Rather thou knowest I would still outrun
All calendars with Love's whose date alway
Thy bright eyes govern better than the Sun,—
For with thy favour was my life begun,
And still I reckon on from smiles to smiles,
And not by summers, for I thrive on none
But those thy cheerful countenance compiles;
Oh! if it be to choose and call thee mine,
Love, thou art every day my Valentine!
- Thomas Hood, Sonnet, For the 14th of February.
- Oh, cruel heart! ere these posthumous papers
Have met thine eyes, I shall be out of breath;
Those cruel eyes, like two funereal tapers,
Have only lighted me the way to death.
Perchance thou wilt extinguish them in vapours,
When I am gone, and green grass covereth
Thy lover, lost; but it will be in vain—
It will not bring the vital spark again.
- Thomas Hood, A Valentine.
- Hail to thy returning festival, old Bishop Valentine! Great is thy name in the rubric, Thou venerable arch flamen of Hymen. * * * Like unto thee, assuredly, there is no other mitred father in the calendar.

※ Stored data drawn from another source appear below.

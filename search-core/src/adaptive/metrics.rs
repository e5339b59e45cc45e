//! Result-set scoring metrics consulted by the adaptive filter engine.

use std::collections::HashSet;

use crate::store::ScoredProduct;

/// Per-issue quality signal computed over a result window (spec C7 step 1).
#[derive(Debug, Clone, Copy, PartialEq)]
pub struct ResultMetrics {
    pub avg_similarity: f64,
    pub result_count: usize,
    pub category_coverage: f64,
    pub diversity: f64,
    pub price_coherence: f64,
}

impl ResultMetrics {
    /// Composite score used to compare a candidate result set against the
    /// original (spec §8 property 6: replacement requires a strict
    /// improvement beyond the configured threshold).
    #[must_use]
    pub fn composite_score(&self) -> f64 {
        let count_factor = (self.result_count as f64 / 10.0).min(1.0);
        self.avg_similarity * 0.4
            + count_factor * 0.2
            + self.category_coverage * 0.15
            + self.diversity * 0.15
            + self.price_coherence * 0.1
    }
}

/// Detected weaknesses in a result set, each corresponding to a trigger a
/// [`crate::adaptive::strategy_table::FilterStrategyRecord`] may respond to.
#[derive(Debug, Clone, Copy, PartialEq, Eq)]
pub enum Issue {
    LowRelevance,
    InsufficientResults,
    LowCategoryCoverage,
    LowDiversity,
    PriceMismatch,
}

/// Compute metrics for a top-k window of a result set.
#[must_use]
pub fn score_metrics(results: &[ScoredProduct], top_k: usize, detected_price: Option<(f64, f64)>) -> ResultMetrics {
    let window = &results[..results.len().min(top_k)];

    let avg_similarity = if window.is_empty() {
        0.0
    } else {
        window.iter().map(|r| f64::from(r.similarity)).sum::<f64>() / window.len() as f64
    };

    let categories: HashSet<&str> = window
        .iter()
        .filter_map(|r| r.product.product_type.as_deref())
        .collect();
    let category_coverage = if window.is_empty() {
        0.0
    } else {
        categories.len() as f64 / window.len() as f64
    };

    let tuples: HashSet<(Option<&str>, i64)> = window
        .iter()
        .map(|r| (r.product.vendor.as_deref(), r.product.internal_id))
        .collect();
    let diversity = if window.is_empty() {
        0.0
    } else {
        tuples.len() as f64 / window.len() as f64
    };

    let price_coherence = match detected_price {
        Some((min, max)) if !window.is_empty() => {
            let within = window
                .iter()
                .filter(|r| r.product.price >= min && r.product.price <= max)
                .count();
            within as f64 / window.len() as f64
        }
        _ => 1.0,
    };

    ResultMetrics {
        avg_similarity,
        result_count: results.len(),
        category_coverage,
        diversity,
        price_coherence,
    }
}

/// Identify the weaknesses present in `metrics` (spec C7 step 2).
#[must_use]
pub fn identify_issues(metrics: &ResultMetrics) -> Vec<Issue> {
    let mut issues = Vec::new();
    if metrics.avg_similarity < 0.5 {
        issues.push(Issue::LowRelevance);
    }
    if metrics.result_count < 3 {
        issues.push(Issue::InsufficientResults);
    }
    if metrics.category_coverage < 0.3 {
        issues.push(Issue::LowCategoryCoverage);
    }
    if metrics.diversity < 0.3 {
        issues.push(Issue::LowDiversity);
    }
    if metrics.price_coherence < 0.5 {
        issues.push(Issue::PriceMismatch);
    }
    issues
}
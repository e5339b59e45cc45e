//! Learned performance baseline (spec C9).

use chrono::{DateTime, Utc};
use serde::{Deserialize, Serialize};

/// What a [`Baseline`]'s `group` key names: a product category, or a C8
/// query intent (spec C9 step 2).
#[derive(Debug, Clone, Copy, PartialEq, Eq, PartialOrd, Ord, Serialize, Deserialize)]
#[serde(rename_all = "snake_case")]
pub enum BaselineScope {
    Category,
    Intent,
}

impl BaselineScope {
    #[must_use]
    pub fn as_str(self) -> &'static str {
        match self {
            Self::Category => "category",
            Self::Intent => "intent",
        }
    }

    #[must_use]
    pub fn parse(s: &str) -> Option<Self> {
        match s {
            "category" => Some(Self::Category),
            "intent" => Some(Self::Intent),
            _ => None,
        }
    }
}

/// How a baseline's `avg_score` moved relative to the previous baseline in
/// the same (scope, store, group).
#[derive(Debug, Clone, Copy, PartialEq, Eq, Serialize, Deserialize)]
#[serde(rename_all = "snake_case")]
pub enum Trend {
    /// No previous baseline existed for this group: first computation.
    Regenerated,
    Improving,
    Declining,
    Stable,
}

impl Trend {
    #[must_use]
    pub fn as_str(self) -> &'static str {
        match self {
            Self::Regenerated => "regenerated",
            Self::Improving => "improving",
            Self::Declining => "declining",
            Self::Stable => "stable",
        }
    }

    #[must_use]
    pub fn parse(s: &str) -> Option<Self> {
        match s {
            "regenerated" => Some(Self::Regenerated),
            "improving" => Some(Self::Improving),
            "declining" => Some(Self::Declining),
            "stable" => Some(Self::Stable),
            _ => None,
        }
    }
}

/// A rolling baseline of "normal" serving performance, recomputed by C9's
/// offline job as a pure function of an analytics window and the previous
/// baseline (never reads wall-clock time mid-computation), scoped to one
/// (store, category) or (store, intent) group.
#[derive(Debug, Clone, Serialize, Deserialize)]
pub struct Baseline {
    pub scope: BaselineScope,
    pub store_id: Option<String>,
    pub group: String,
    pub computed_at: DateTime<Utc>,
    pub window_start: DateTime<Utc>,
    pub window_end: DateTime<Utc>,
    pub avg_latency_ms: f64,
    pub p95_latency_ms: f64,
    pub cache_hit_rate: f64,
    pub zero_result_rate: f64,
    pub avg_result_count: f64,
    pub avg_score: f64,
    pub success_rate: f64,
    pub trend: Trend,
    pub sample_size: u64,
}

impl Baseline {
    /// A conservative all-zero baseline used before the first computation
    /// for a group.
    #[must_use]
    pub fn empty(now: DateTime<Utc>, scope: BaselineScope, store_id: Option<String>, group: String) -> Self {
        Self {
            scope,
            store_id,
            group,
            computed_at: now,
            window_start: now,
            window_end: now,
            avg_latency_ms: 0.0,
            p95_latency_ms: 0.0,
            cache_hit_rate: 0.0,
            zero_result_rate: 0.0,
            avg_result_count: 0.0,
            avg_score: 0.0,
            success_rate: 0.0,
            trend: Trend::Regenerated,
            sample_size: 0,
        }
    }

    /// Whether `latency_ms` is anomalous relative to this baseline, flagged
    /// when it exceeds `p95_latency_ms` by more than `factor` (e.g. `2.0`
    /// means "twice the learned p95").
    #[must_use]
    pub fn is_latency_anomalous(&self, latency_ms: f64, factor: f64) -> bool {
        self.sample_size > 0 && latency_ms > self.p95_latency_ms * factor
    }
}

#[cfg(test)]
mod tests {
    use super::*;

    #[test]
    fn empty_baseline_never_flags_anomalies() {
        let b = Baseline::empty(DateTime::<Utc>::UNIX_EPOCH, BaselineScope::Category, None, "boots".into());
        assert!(!b.is_latency_anomalous(100_000.0, 2.0));
    }

    #[test]
    fn latency_over_threshold_is_anomalous() {
        let mut b = Baseline::empty(DateTime::<Utc>::UNIX_EPOCH, BaselineScope::Category, None, "boots".into());
        b.sample_size = 100;
        b.p95_latency_ms = 50.0;
        assert!(b.is_latency_anomalous(150.0, 2.0));
        assert!(!b.is_latency_anomalous(90.0, 2.0));
    }
}
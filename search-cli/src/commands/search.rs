//! `search-cli search`: run one query against the live orchestrator and
//! print the response as JSON, mirroring the teacher's command style of
//! printing structured output rather than a bespoke table renderer.

use clap::Args;
use search_core::orchestrator::SearchOrchestrator;
use search_core::types::request::{CallerFingerprint, SearchRequest, SearchType};

#[derive(Args)]
pub struct SearchArgs {
    /// Free-text query.
    query: String,

    #[arg(long, default_value_t = 1)]
    page: u32,

    #[arg(long, default_value_t = 25)]
    limit: u32,

    #[arg(long, value_enum, default_value_t = CliSearchType::Semantic)]
    search_type: CliSearchType,

    #[arg(long)]
    min_price: Option<f64>,

    #[arg(long)]
    max_price: Option<f64>,

    #[arg(long)]
    store_scope: Option<String>,

    /// Required when `--search-type image`.
    #[arg(long)]
    image_url: Option<String>,
}

#[derive(Clone, Copy, clap::ValueEnum)]
enum CliSearchType {
    Semantic,
    Fuzzy,
    Image,
}

impl From<CliSearchType> for SearchType {
    fn from(v: CliSearchType) -> Self {
        match v {
            CliSearchType::Semantic => SearchType::Semantic,
            CliSearchType::Fuzzy => SearchType::Fuzzy,
            CliSearchType::Image => SearchType::Image,
        }
    }
}

pub async fn run(orchestrator: &SearchOrchestrator, args: SearchArgs) -> anyhow::Result<()> {
    let request = SearchRequest {
        query: args.query,
        page: args.page,
        limit: args.limit,
        filters: search_core::types::filters::Filters {
            min_price: args.min_price,
            max_price: args.max_price,
            store_scope: args.store_scope,
            status: None,
            stock_status: None,
        },
        search_type: args.search_type.into(),
        similarity_threshold: None,
        image_url: args.image_url,
        caller_fingerprint: CallerFingerprint("search-cli".into()),
        session_id: None,
        user_agent: None,
    };

    let response = orchestrator.search(request, None).await?;
    println!("{}", serde_json::to_string_pretty(&response)?);
    Ok(())
}
//! Exponential backoff with jitter for recoverable upstream failures.
//!
//! Ported from the teacher's `memory-core/src/retry/mod.rs`, specialized to
//! this crate's [`Error`] (via [`Error::is_recoverable`]) rather than a
//! generic `Retryable` bound.

use std::future::Future;
use std::sync::atomic::{AtomicU64, Ordering};
use std::time::Duration;

use tokio::time::sleep;
use tracing::warn;

use crate::error::Error;

/// Retry attempt/success/failure counters, cheap to share across callers.
#[derive(Debug, Default)]
pub struct RetryMetrics {
    total: AtomicU64,
    success: AtomicU64,
    failure: AtomicU64,
}

impl RetryMetrics {
    #[must_use]
    pub fn new() -> Self {
        Self::default()
    }

    pub fn record_retry(&self, succeeded: bool) {
        self.total.fetch_add(1, Ordering::SeqCst);
        if succeeded {
            self.success.fetch_add(1, Ordering::SeqCst);
        } else {
            self.failure.fetch_add(1, Ordering::SeqCst);
        }
    }

    #[must_use]
    pub fn total(&self) -> u64 {
        self.total.load(Ordering::SeqCst)
    }

    #[must_use]
    pub fn success_count(&self) -> u64 {
        self.success.load(Ordering::SeqCst)
    }

    #[must_use]
    pub fn failure_count(&self) -> u64 {
        self.failure.load(Ordering::SeqCst)
    }
}

#[derive(Debug, Clone)]
pub struct RetryConfig {
    pub max_retries: u32,
    pub base_delay: Duration,
    pub max_delay: Duration,
    pub jitter_factor: f64,
    pub max_retry_budget: Option<u32>,
}

impl Default for RetryConfig {
    fn default() -> Self {
        Self {
            max_retries: 3,
            base_delay: Duration::from_millis(100),
            max_delay: Duration::from_secs(5),
            jitter_factor: 0.25,
            max_retry_budget: None,
        }
    }
}

impl RetryConfig {
    #[must_use]
    pub fn new() -> Self {
        Self::default()
    }

    #[must_use]
    pub fn with_max_retries(mut self, max_retries: u32) -> Self {
        self.max_retries = max_retries;
        self
    }

    #[must_use]
    pub fn with_base_delay(mut self, base_delay: Duration) -> Self {
        self.base_delay = base_delay;
        self
    }

    #[must_use]
    pub fn with_max_delay(mut self, max_delay: Duration) -> Self {
        self.max_delay = max_delay;
        self
    }

    #[must_use]
    pub fn with_jitter(mut self, factor: f64) -> Self {
        self.jitter_factor = factor;
        self
    }

    #[must_use]
    pub fn with_retry_budget(mut self, budget: u32) -> Self {
        self.max_retry_budget = Some(budget);
        self
    }
}

struct NonZeroBudget {
    remaining: u32,
}

/// Drives an operation through bounded exponential-backoff retries,
/// retrying only [`Error::is_recoverable`] failures.
pub struct RetryPolicy {
    config: RetryConfig,
    metrics: Option<RetryMetrics>,
    retry_budget: Option<NonZeroBudget>,
}

impl RetryPolicy {
    #[must_use]
    pub fn new() -> Self {
        Self {
            config: RetryConfig::default(),
            metrics: None,
            retry_budget: None,
        }
    }

    #[must_use]
    pub fn with_config(config: RetryConfig) -> Self {
        let retry_budget = config.max_retry_budget.map(|b| NonZeroBudget { remaining: b });
        Self {
            config,
            metrics: None,
            retry_budget,
        }
    }

    #[must_use]
    pub fn with_metrics(mut self, metrics: RetryMetrics) -> Self {
        self.metrics = Some(metrics);
        self
    }

    #[must_use]
    pub fn with_retry_budget(mut self, budget: u32) -> Self {
        self.retry_budget = Some(NonZeroBudget { remaining: budget });
        self
    }

    fn calculate_delay(&self, attempt: u32) -> Duration {
        let exp_delay = self.config.base_delay * 2u32.saturating_pow(attempt.saturating_sub(1));
        let delay = std::cmp::min(exp_delay, self.config.max_delay);

        if self.config.jitter_factor > 0.0 {
            let jitter_range = delay.as_millis() as f64 * self.config.jitter_factor;
            let jitter = (rand::random::<f64>() - 0.5) * 2.0 * jitter_range;
            let adjusted_ms = (delay.as_millis() as f64 + jitter).max(0.0);
            Duration::from_millis(adjusted_ms as u64)
        } else {
            delay
        }
    }

    fn can_retry(&mut self) -> bool {
        if let Some(ref mut budget) = self.retry_budget {
            if budget.remaining == 0 {
                return false;
            }
            budget.remaining = budget.remaining.saturating_sub(1);
        }
        true
    }

    fn record_success(&self, attempt: u32) {
        if attempt > 0 {
            if let Some(ref metrics) = self.metrics {
                metrics.record_retry(true);
            }
        }
    }

    fn record_failure(&self, attempt: u32) {
        if attempt > 0 {
            if let Some(ref metrics) = self.metrics {
                metrics.record_retry(false);
            }
        }
    }

    /// Run `operation` until it succeeds, exhausts retries, or fails with a
    /// non-recoverable error.
    pub async fn execute<F, T, Fut>(&mut self, operation: F) -> Result<T, Error>
    where
        F: Fn() -> Fut,
        Fut: Future<Output = Result<T, Error>>,
    {
        let mut attempt = 0;

        loop {
            match operation().await {
                Ok(result) => {
                    self.record_success(attempt);
                    return Ok(result);
                }
                Err(e) => {
                    if !e.is_recoverable() || !self.can_retry() || attempt >= self.config.max_retries
                    {
                        return Err(e);
                    }

                    attempt += 1;
                    let delay = self.calculate_delay(attempt);
                    self.record_failure(attempt);

                    warn!(
                        attempt,
                        max_retries = self.config.max_retries,
                        ?delay,
                        error = %e,
                        "retrying recoverable error"
                    );

                    sleep(delay).await;
                }
            }
        }
    }
}

impl Default for RetryPolicy {
    fn default() -> Self {
        Self::new()
    }
}

#[cfg(test)]
mod tests {
    use super::*;
    use std::sync::atomic::AtomicU32;

    #[tokio::test]
    async fn succeeds_without_retry_on_first_try() {
        let mut policy = RetryPolicy::new();
        let result: Result<u32, Error> = policy.execute(|| async { Ok(42) }).await;
        assert_eq!(result.unwrap(), 42);
    }

    #[tokio::test]
    async fn retries_recoverable_errors_until_budget_exhausted() {
        let calls = AtomicU32::new(0);
        let mut policy = RetryPolicy::with_config(
            RetryConfig::new()
                .with_max_retries(2)
                .with_base_delay(Duration::from_millis(1))
                .with_jitter(0.0),
        );
        let result: Result<u32, Error> = policy
            .execute(|| {
                calls.fetch_add(1, Ordering::SeqCst);
                async { Err(Error::UpstreamUnavailable("down".into())) }
            })
            .await;
        assert!(result.is_err());
        assert_eq!(calls.load(Ordering::SeqCst), 3);
    }

    #[tokio::test]
    async fn non_recoverable_errors_never_retry() {
        let calls = AtomicU32::new(0);
        let mut policy = RetryPolicy::new();
        let result: Result<u32, Error> = policy
            .execute(|| {
                calls.fetch_add(1, Ordering::SeqCst);
                async { Err(Error::InvalidInput("bad".into())) }
            })
            .await;
        assert!(result.is_err());
        assert_eq!(calls.load(Ordering::SeqCst), 1);
    }
}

- Charles Lamb, Essays, Valentine's Day.
- Apollo has peeped through the shutter,
And awaken'd the witty and fair;
The boarding-school belle's in a flutter,
The twopenny post's in despair;
The breath of the morning is flinging
A magic on blossom and spray,
And cockneys and sparrows are singing
In chorus on Valentine's day.
- Winthrop Mackworth Praed, Song for 14th of February.